| Task |
Two lines mark the range in the entries below: the one holding "if let Some(url)" and the one holding "to load catalog". Set down those two and all lines between them, exactly.

| Stored data entries |
════════════════════
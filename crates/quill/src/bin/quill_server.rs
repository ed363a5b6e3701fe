//! Quill REST Server
//!
//! HTTP REST API server over the catalog query engine. Loads the catalog
//! once at startup and shares one engine across all requests.

use anyhow::{anyhow, Result};
use clap::Parser;
use std::{net::SocketAddr, path::PathBuf, sync::Arc};

use quill::catalog::InMemoryCatalog;
use quill::config::Config;
use quill::embeddings::CachedEmbedder;
use quill::engine::QueryEngine;
use quill::ports::{CompletionPort, OllamaClient};
use quill::server::start_server;

#[derive(Parser)]
#[command(name = "quill_server")]
#[command(about = "Quill REST API Server")]
#[command(version = env!("CARGO_PKG_VERSION"))]
struct Args {
  /// Server bind address
  #[arg(long, default_value = "127.0.0.1:3000")]
  bind: SocketAddr,

  /// Config file (defaults to .quill.json, quill.json, ~/.quill/config.json)
  #[arg(long)]
  config: Option<PathBuf>,

  /// Ollama base URL
  #[arg(long, env = "QUILL_OLLAMA_URL")]
  ollama_url: Option<String>,

  /// Catalog JSON file
  #[arg(long, env = "QUILL_CATALOG")]
  catalog: Option<PathBuf>,

  /// Enable verbose logging
  #[arg(short, long)]
  verbose: bool,
}

fn load_config(args: &Args) -> Result<Config> {
  let mut config = match &args.config {
    Some(path) => Config::load_from_file(path)?,
    None => Config::load()?,
  };
  if let Some(url) = &args.ollama_url {
    config.ollama_base_url = url.clone();
  }
  if let Some(catalog) = &args.catalog {
    config.catalog_path = catalog.clone();
  }
  config.validate()?;
  Ok(config)
}

#[tokio::main]
async fn main() -> Result<()> {
  let args = Args::parse();
  bentley::init_tracing(args.verbose);

  bentley::announce(&format!("Quill REST Server v{}", env!("CARGO_PKG_VERSION")));
  let config = load_config(&args)?;

  let path = config.catalog_path.display();
  let mut catalog = InMemoryCatalog::from_path(&config.catalog_path)
    .map_err(|e| anyhow!("Failed to load catalog from {path}: {e}"))?;

  let ollama = Arc::new(OllamaClient::new(&config));
  if ollama.health_check().await {
    let embedder = CachedEmbedder::from_config(ollama.clone(), &config);
    let filled = catalog.embed_missing(&embedder).await;
    if filled > 0 {
      bentley::info!("embedded {filled} products at startup");
    }
  } else {
    bentley::warn!("Ollama is not reachable at {}; serving degraded answers", ollama.base_url());
  }
  let completion: Arc<dyn CompletionPort> = ollama.clone();
  let engine = QueryEngine::build(&config, Arc::new(catalog), ollama, Some(completion))?;

  bentley::info!("Binding to address: {}", args.bind);
  start_server(args.bind, Arc::new(engine)).await?;

  Ok(())
}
════════════════════
| Result for this task |
  if let Some(url) = &args.ollama_url {
    config.ollama_base_url = url.clone();
  }
  if let Some(catalog) = &args.catalog {
    config.catalog_path = catalog.clone();
  }
  config.validate()?;
  Ok(config)
}

#[tokio::main]
async fn main() -> Result<()> {
  let args = Args::parse();
  bentley::init_tracing(args.verbose);

  bentley::announce(&format!("Quill REST Server v{}", env!("CARGO_PKG_VERSION")));
  let config = load_config(&args)?;

  let path = config.catalog_path.display();
  let mut catalog = InMemoryCatalog::from_path(&config.catalog_path)
    .map_err(|e| anyhow!("Failed to load catalog from {path}: {e}"))?;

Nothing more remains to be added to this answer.